--- DATA SUPPLIED ---

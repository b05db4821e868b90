//! Schema configuration error types
//!
//! Error codes:
//! - SITE_SCHEMA_DUPLICATE (FATAL)
//! - SITE_SCHEMA_INVALID_FIELD (FATAL)
//! - SITE_SCHEMA_INVALID_DEFAULT (FATAL)
//! - SITE_SCHEMA_UNKNOWN_TARGET (FATAL)
//! - SITE_SCHEMA_MALFORMED (FATAL)
//! - SITE_UNKNOWN_SCHEMA (REJECT)
//! - SITE_SCHEMA_WRONG_KIND (REJECT)
//!
//! Configuration errors abort startup. Lookups of names the registry does
//! not know are rejected at the call site instead.

use std::fmt;

/// Severity levels for schema errors
#[derive(Debug, Clone, Copy, PartialEq, Eq)]
pub enum Severity {
    /// Caller request rejected
    Reject,
    /// Process startup must abort
    Fatal,
}

impl fmt::Display for Severity {
    fn fmt(&self, f: &mut fmt::Formatter<'_>) -> fmt::Result {
        match self {
            Severity::Reject => write!(f, "REJECT"),
            Severity::Fatal => write!(f, "FATAL"),
        }
    }
}

/// Schema-specific error codes
#[derive(Debug, Clone, Copy, PartialEq, Eq)]
pub enum SchemaErrorCode {
    /// Same collection or singleton name registered twice
    SiteSchemaDuplicate,
    /// Field declaration is structurally invalid
    SiteSchemaInvalidField,
    /// Declared default is not a legal value for its field
    SiteSchemaInvalidDefault,
    /// Relationship points at a collection that is not registered
    SiteSchemaUnknownTarget,
    /// Declaration file could not be read or parsed
    SiteSchemaMalformed,
    /// Name not present in the registry
    SiteUnknownSchema,
    /// Name registered, but as a singleton instead of a collection or vice versa
    SiteSchemaWrongKind,
}

impl SchemaErrorCode {
    /// Returns the string code
    pub fn code(&self) -> &'static str {
        match self {
            SchemaErrorCode::SiteSchemaDuplicate => "SITE_SCHEMA_DUPLICATE",
            SchemaErrorCode::SiteSchemaInvalidField => "SITE_SCHEMA_INVALID_FIELD",
            SchemaErrorCode::SiteSchemaInvalidDefault => "SITE_SCHEMA_INVALID_DEFAULT",
            SchemaErrorCode::SiteSchemaUnknownTarget => "SITE_SCHEMA_UNKNOWN_TARGET",
            SchemaErrorCode::SiteSchemaMalformed => "SITE_SCHEMA_MALFORMED",
            SchemaErrorCode::SiteUnknownSchema => "SITE_UNKNOWN_SCHEMA",
            SchemaErrorCode::SiteSchemaWrongKind => "SITE_SCHEMA_WRONG_KIND",
        }
    }

    /// Returns the severity level for this error
    pub fn severity(&self) -> Severity {
        match self {
            SchemaErrorCode::SiteUnknownSchema | SchemaErrorCode::SiteSchemaWrongKind => {
                Severity::Reject
            }
            _ => Severity::Fatal,
        }
    }
}

impl fmt::Display for SchemaErrorCode {
    fn fmt(&self, f: &mut fmt::Formatter<'_>) -> fmt::Result {
        write!(f, "{}", self.code())
    }
}

/// Schema error type with full context
#[derive(Debug, Clone)]
pub struct SchemaError {
    code: SchemaErrorCode,
    message: String,
    /// Collection or singleton name if applicable
    schema: Option<String>,
    /// Dotted field path inside the definition if applicable
    field: Option<String>,
}

impl SchemaError {
    /// A definition name was registered twice
    pub fn duplicate(name: impl Into<String>) -> Self {
        let name = name.into();
        Self {
            code: SchemaErrorCode::SiteSchemaDuplicate,
            message: format!("Schema '{}' is already registered", name),
            schema: Some(name),
            field: None,
        }
    }

    /// A field declaration is structurally invalid
    pub fn invalid_field(
        schema: impl Into<String>,
        field: impl Into<String>,
        reason: impl Into<String>,
    ) -> Self {
        let schema = schema.into();
        let field = field.into();
        Self {
            code: SchemaErrorCode::SiteSchemaInvalidField,
            message: format!("Schema '{}' field '{}': {}", schema, field, reason.into()),
            schema: Some(schema),
            field: Some(field),
        }
    }

    /// A declared default is not legal for its field
    pub fn invalid_default(
        schema: impl Into<String>,
        field: impl Into<String>,
        reason: impl Into<String>,
    ) -> Self {
        let schema = schema.into();
        let field = field.into();
        Self {
            code: SchemaErrorCode::SiteSchemaInvalidDefault,
            message: format!(
                "Schema '{}' field '{}' has an invalid default: {}",
                schema,
                field,
                reason.into()
            ),
            schema: Some(schema),
            field: Some(field),
        }
    }

    /// A relationship targets a collection absent from the registry
    pub fn unknown_target(
        schema: impl Into<String>,
        field: impl Into<String>,
        target: impl AsRef<str>,
    ) -> Self {
        let schema = schema.into();
        let field = field.into();
        Self {
            code: SchemaErrorCode::SiteSchemaUnknownTarget,
            message: format!(
                "Schema '{}' field '{}' references unknown collection '{}'",
                schema,
                field,
                target.as_ref()
            ),
            schema: Some(schema),
            field: Some(field),
        }
    }

    /// A declaration source could not be read or parsed
    pub fn malformed(source: impl Into<String>, reason: impl Into<String>) -> Self {
        Self {
            code: SchemaErrorCode::SiteSchemaMalformed,
            message: format!("Malformed schema declaration '{}': {}", source.into(), reason.into()),
            schema: None,
            field: None,
        }
    }

    /// Lookup of a name the registry does not know
    pub fn unknown_schema(name: impl Into<String>) -> Self {
        let name = name.into();
        Self {
            code: SchemaErrorCode::SiteUnknownSchema,
            message: format!("Schema '{}' not found", name),
            schema: Some(name),
            field: None,
        }
    }

    /// Lookup of a name registered as the other kind of definition
    pub fn wrong_kind(name: impl Into<String>, expected: &str) -> Self {
        let name = name.into();
        Self {
            code: SchemaErrorCode::SiteSchemaWrongKind,
            message: format!("Schema '{}' is not a {}", name, expected),
            schema: Some(name),
            field: None,
        }
    }

    /// Returns the error code
    pub fn code(&self) -> SchemaErrorCode {
        self.code
    }

    /// Returns the severity level
    pub fn severity(&self) -> Severity {
        self.code.severity()
    }

    /// Returns the error message
    pub fn message(&self) -> &str {
        &self.message
    }

    /// Returns the definition name if applicable
    pub fn schema(&self) -> Option<&str> {
        self.schema.as_deref()
    }

    /// Returns the field path if applicable
    pub fn field(&self) -> Option<&str> {
        self.field.as_deref()
    }

    /// Returns whether this error must abort startup
    pub fn is_fatal(&self) -> bool {
        self.severity() == Severity::Fatal
    }
}

impl fmt::Display for SchemaError {
    fn fmt(&self, f: &mut fmt::Formatter<'_>) -> fmt::Result {
        write!(f, "[{}] {}: {}", self.code.severity(), self.code.code(), self.message)
    }
}

impl std::error::Error for SchemaError {}

/// Result type for schema operations
pub type SchemaResult<T> = Result<T, SchemaError>;
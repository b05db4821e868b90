//! # GitHub Repository Backend
//!
//! Reads and writes records through the GitHub contents API of one branch
//! of a remote repository. Each write or delete is a single commit.
//!
//! Conflicts (HTTP 409/422, usually a stale blob sha) surface as
//! `StorageError::Conflict` and are not retried here.
//!
//! The contents API lists at most 1,000 entries per directory. A listing
//! that reaches the cap is redone from the recursive git tree of the
//! branch, and a truncated tree fails the listing.

use std::time::Duration;

use async_trait::async_trait;
use base64::engine::general_purpose::STANDARD;
use base64::Engine as _;
use reqwest::header::{HeaderMap, HeaderValue, ACCEPT, AUTHORIZATION, USER_AGENT};
use reqwest::{Method, StatusCode};
use serde::{Deserialize, Serialize};
use tracing::{debug, warn};
use url::Url;

use super::backend::StorageBackend;
use super::errors::{StorageError, StorageResult};
use super::StorageKind;

/// Default request timeout in seconds
pub const DEFAULT_TIMEOUT_SECS: u64 = 30;

/// Most entries the contents API returns for one directory
pub const CONTENTS_LISTING_LIMIT: usize = 1000;

/// Connection settings for the GitHub backend
#[derive(Debug, Clone)]
pub struct GitHubConfig {
    pub owner: String,
    pub repo: String,
    pub branch: String,
    /// API root, `https://api.github.com` for github.com
    pub api_url: Url,
    /// Bearer token passed through verbatim
    pub token: Option<String>,
    pub timeout_secs: u64,
}

impl GitHubConfig {
    pub fn new(owner: impl Into<String>, repo: impl Into<String>, api_url: Url) -> Self {
        Self {
            owner: owner.into(),
            repo: repo.into(),
            branch: "main".into(),
            api_url,
            token: None,
            timeout_secs: DEFAULT_TIMEOUT_SECS,
        }
    }
}

/// Entry of a directory listing
#[derive(Debug, Deserialize)]
struct DirectoryEntry {
    path: String,
    #[serde(rename = "type")]
    kind: String,
}

/// Recursive git tree of a branch
#[derive(Debug, Deserialize)]
struct GitTree {
    tree: Vec<TreeEntry>,
    #[serde(default)]
    truncated: bool,
}

#[derive(Debug, Deserialize)]
struct TreeEntry {
    path: String,
    #[serde(rename = "type")]
    kind: String,
}

/// File metadata and content
#[derive(Debug, Deserialize)]
struct FileContent {
    sha: String,
    #[serde(default)]
    content: Option<String>,
    #[serde(default)]
    encoding: Option<String>,
}

#[derive(Debug, Serialize)]
struct PutRequest<'a> {
    message: String,
    content: String,
    branch: &'a str,
    #[serde(skip_serializing_if = "Option::is_none")]
    sha: Option<String>,
}

#[derive(Debug, Serialize)]
struct DeleteRequest<'a> {
    message: String,
    sha: String,
    branch: &'a str,
}

/// Remote repository storage backend
#[derive(Debug, Clone)]
pub struct GitHubBackend {
    client: reqwest::Client,
    config: GitHubConfig,
}

impl GitHubBackend {
    pub fn new(config: GitHubConfig) -> StorageResult<Self> {
        let mut headers = HeaderMap::new();
        headers.insert(ACCEPT, HeaderValue::from_static("application/vnd.github+json"));
        headers.insert(USER_AGENT, HeaderValue::from_static("sitecontent"));
        headers.insert("x-github-api-version", HeaderValue::from_static("2022-11-28"));
        if let Some(token) = &config.token {
            let value = HeaderValue::from_str(&format!("Bearer {}", token))
                .map_err(|_| StorageError::Config("invalid token characters".into()))?;
            headers.insert(AUTHORIZATION, value);
        }

        let client = reqwest::Client::builder()
            .timeout(Duration::from_secs(config.timeout_secs))
            .default_headers(headers)
            .build()
            .map_err(|e| StorageError::Config(format!("failed to build HTTP client: {e}")))?;

        Ok(Self { client, config })
    }

    pub fn config(&self) -> &GitHubConfig {
        &self.config
    }

    /// `{api}/repos/{owner}/{repo}/{section...}/{path}`
    fn repo_url(&self, section: &[&str], path: &str) -> StorageResult<Url> {
        let mut url = self.config.api_url.clone();
        {
            let mut segments = url.path_segments_mut().map_err(|_| {
                StorageError::Config(format!("{} cannot be a base URL", self.config.api_url))
            })?;
            segments.pop_if_empty().extend([
                "repos",
                self.config.owner.as_str(),
                self.config.repo.as_str(),
            ]);
            segments.extend(section);
            segments.extend(path.split('/').filter(|s| !s.is_empty()));
        }
        Ok(url)
    }

    fn contents_url(&self, path: &str) -> StorageResult<Url> {
        self.repo_url(&["contents"], path)
    }

    /// Files directly under `directory`, read from the branch's git tree
    async fn list_tree(&self, directory: &str) -> StorageResult<Vec<String>> {
        let mut url = self.repo_url(&["git", "trees"], &self.config.branch)?;
        url.query_pairs_mut().append_pair("recursive", "1");
        debug!(%url, "github tree");
        let tree: GitTree = self
            .send(self.client.get(url), directory)
            .await?
            .json()
            .await
            .map_err(|e| StorageError::decode(directory, e))?;
        if tree.truncated {
            return Err(StorageError::Truncated(directory.to_string()));
        }

        let prefix = format!("{}/", directory.trim_end_matches('/'));
        let mut paths: Vec<_> = tree
            .tree
            .into_iter()
            .filter(|entry| entry.kind == "blob")
            .filter(|entry| {
                entry
                    .path
                    .strip_prefix(&prefix)
                    .is_some_and(|name| !name.contains('/'))
            })
            .map(|entry| entry.path)
            .collect();
        paths.sort();
        Ok(paths)
    }

    async fn send(
        &self,
        request: reqwest::RequestBuilder,
        path: &str,
    ) -> StorageResult<reqwest::Response> {
        let response = request
            .send()
            .await
            .map_err(|e| StorageError::Network(format!("{path}: {e}")))?;

        let status = response.status();
        if status.is_success() {
            return Ok(response);
        }

        let body = response.text().await.unwrap_or_default();
        Err(match status {
            StatusCode::NOT_FOUND => StorageError::NotFound(path.to_string()),
            StatusCode::CONFLICT | StatusCode::UNPROCESSABLE_ENTITY => {
                StorageError::Conflict(format!("{path}: {body}"))
            }
            _ => StorageError::Api {
                status: status.as_u16(),
                body,
            },
        })
    }

    async fn get(&self, path: &str) -> StorageResult<reqwest::Response> {
        let mut url = self.contents_url(path)?;
        url.query_pairs_mut().append_pair("ref", &self.config.branch);
        debug!(%url, "github get");
        self.send(self.client.get(url), path).await
    }

    async fn file(&self, path: &str) -> StorageResult<FileContent> {
        self.get(path)
            .await?
            .json::<FileContent>()
            .await
            .map_err(|e| StorageError::decode(path, e))
    }

    /// Current blob sha, `None` when the file does not exist yet
    async fn current_sha(&self, path: &str) -> StorageResult<Option<String>> {
        match self.file(path).await {
            Ok(file) => Ok(Some(file.sha)),
            Err(StorageError::NotFound(_)) => Ok(None),
            Err(e) => Err(e),
        }
    }
}

#[async_trait]
impl StorageBackend for GitHubBackend {
    fn kind(&self) -> StorageKind {
        StorageKind::GitHub
    }

    async fn list_dir(&self, directory: &str) -> StorageResult<Vec<String>> {
        let response = match self.get(directory).await {
            Ok(response) => response,
            Err(StorageError::NotFound(_)) => return Ok(Vec::new()),
            Err(e) => return Err(e),
        };
        let entries: Vec<DirectoryEntry> = response
            .json()
            .await
            .map_err(|e| StorageError::decode(directory, e))?;
        if entries.len() >= CONTENTS_LISTING_LIMIT {
            warn!(directory, entries = entries.len(), "contents listing at its cap");
            return self.list_tree(directory).await;
        }

        let mut paths: Vec<_> = entries
            .into_iter()
            .filter(|entry| entry.kind == "file")
            .map(|entry| entry.path)
            .collect();
        paths.sort();
        Ok(paths)
    }

    async fn read_bytes(&self, path: &str) -> StorageResult<Vec<u8>> {
        let file = self.file(path).await?;
        match file.encoding.as_deref() {
            Some("base64") | None => {}
            Some(other) => {
                return Err(StorageError::decode(
                    path,
                    format!("unsupported encoding {other}"),
                ))
            }
        }
        let content: String = file
            .content
            .unwrap_or_default()
            .chars()
            .filter(|c| !c.is_ascii_whitespace())
            .collect();
        STANDARD
            .decode(content)
            .map_err(|e| StorageError::decode(path, e))
    }

    async fn write_bytes(&self, path: &str, data: &[u8]) -> StorageResult<()> {
        let sha = self.current_sha(path).await?;
        let message = match sha {
            Some(_) => format!("Update {path}"),
            None => format!("Create {path}"),
        };
        let body = PutRequest {
            message,
            content: STANDARD.encode(data),
            branch: &self.config.branch,
            sha,
        };
        let url = self.contents_url(path)?;
        self.send(self.client.put(url).json(&body), path).await?;
        Ok(())
    }

    async fn remove(&self, path: &str) -> StorageResult<()> {
        let sha = self
            .current_sha(path)
            .await?
            .ok_or_else(|| StorageError::NotFound(path.to_string()))?;
        let body = DeleteRequest {
            message: format!("Delete {path}"),
            sha,
            branch: &self.config.branch,
        };
        let url = self.contents_url(path)?;
        self.send(self.client.request(Method::DELETE, url).json(&body), path)
            .await?;
        Ok(())
    }
}

#[cfg(test)]
mod tests {
    use super::*;

    fn backend(api: &str) -> GitHubBackend {
        let config = GitHubConfig::new("q1b", "q1b", Url::parse(api).unwrap());
        GitHubBackend::new(config).unwrap()
    }

    #[test]
    fn test_contents_url() {
        let url = backend("https://api.github.com")
            .contents_url("src/content/tags")
            .unwrap();
        assert_eq!(
            url.as_str(),
            "https://api.github.com/repos/q1b/q1b/contents/src/content/tags"
        );
    }

    #[test]
    fn test_contents_url_with_api_prefix() {
        let url = backend("https://ghe.example.com/api/v3/")
            .contents_url("a.yaml")
            .unwrap();
        assert_eq!(
            url.as_str(),
            "https://ghe.example.com/api/v3/repos/q1b/q1b/contents/a.yaml"
        );
    }

    #[test]
    fn test_invalid_token_rejected() {
        let mut config = GitHubConfig::new("q1b", "q1b", Url::parse("https://api.github.com").unwrap());
        config.token = Some("bad\ntoken".into());
        assert!(matches!(
            GitHubBackend::new(config),
            Err(StorageError::Config(_))
        ));
    }
}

---

TASK INSTRUCTIONS: Identify every line above that includes the word "codes", and show those lines.

SOLUTION BELOW:
//! Error codes:
/// Schema-specific error codes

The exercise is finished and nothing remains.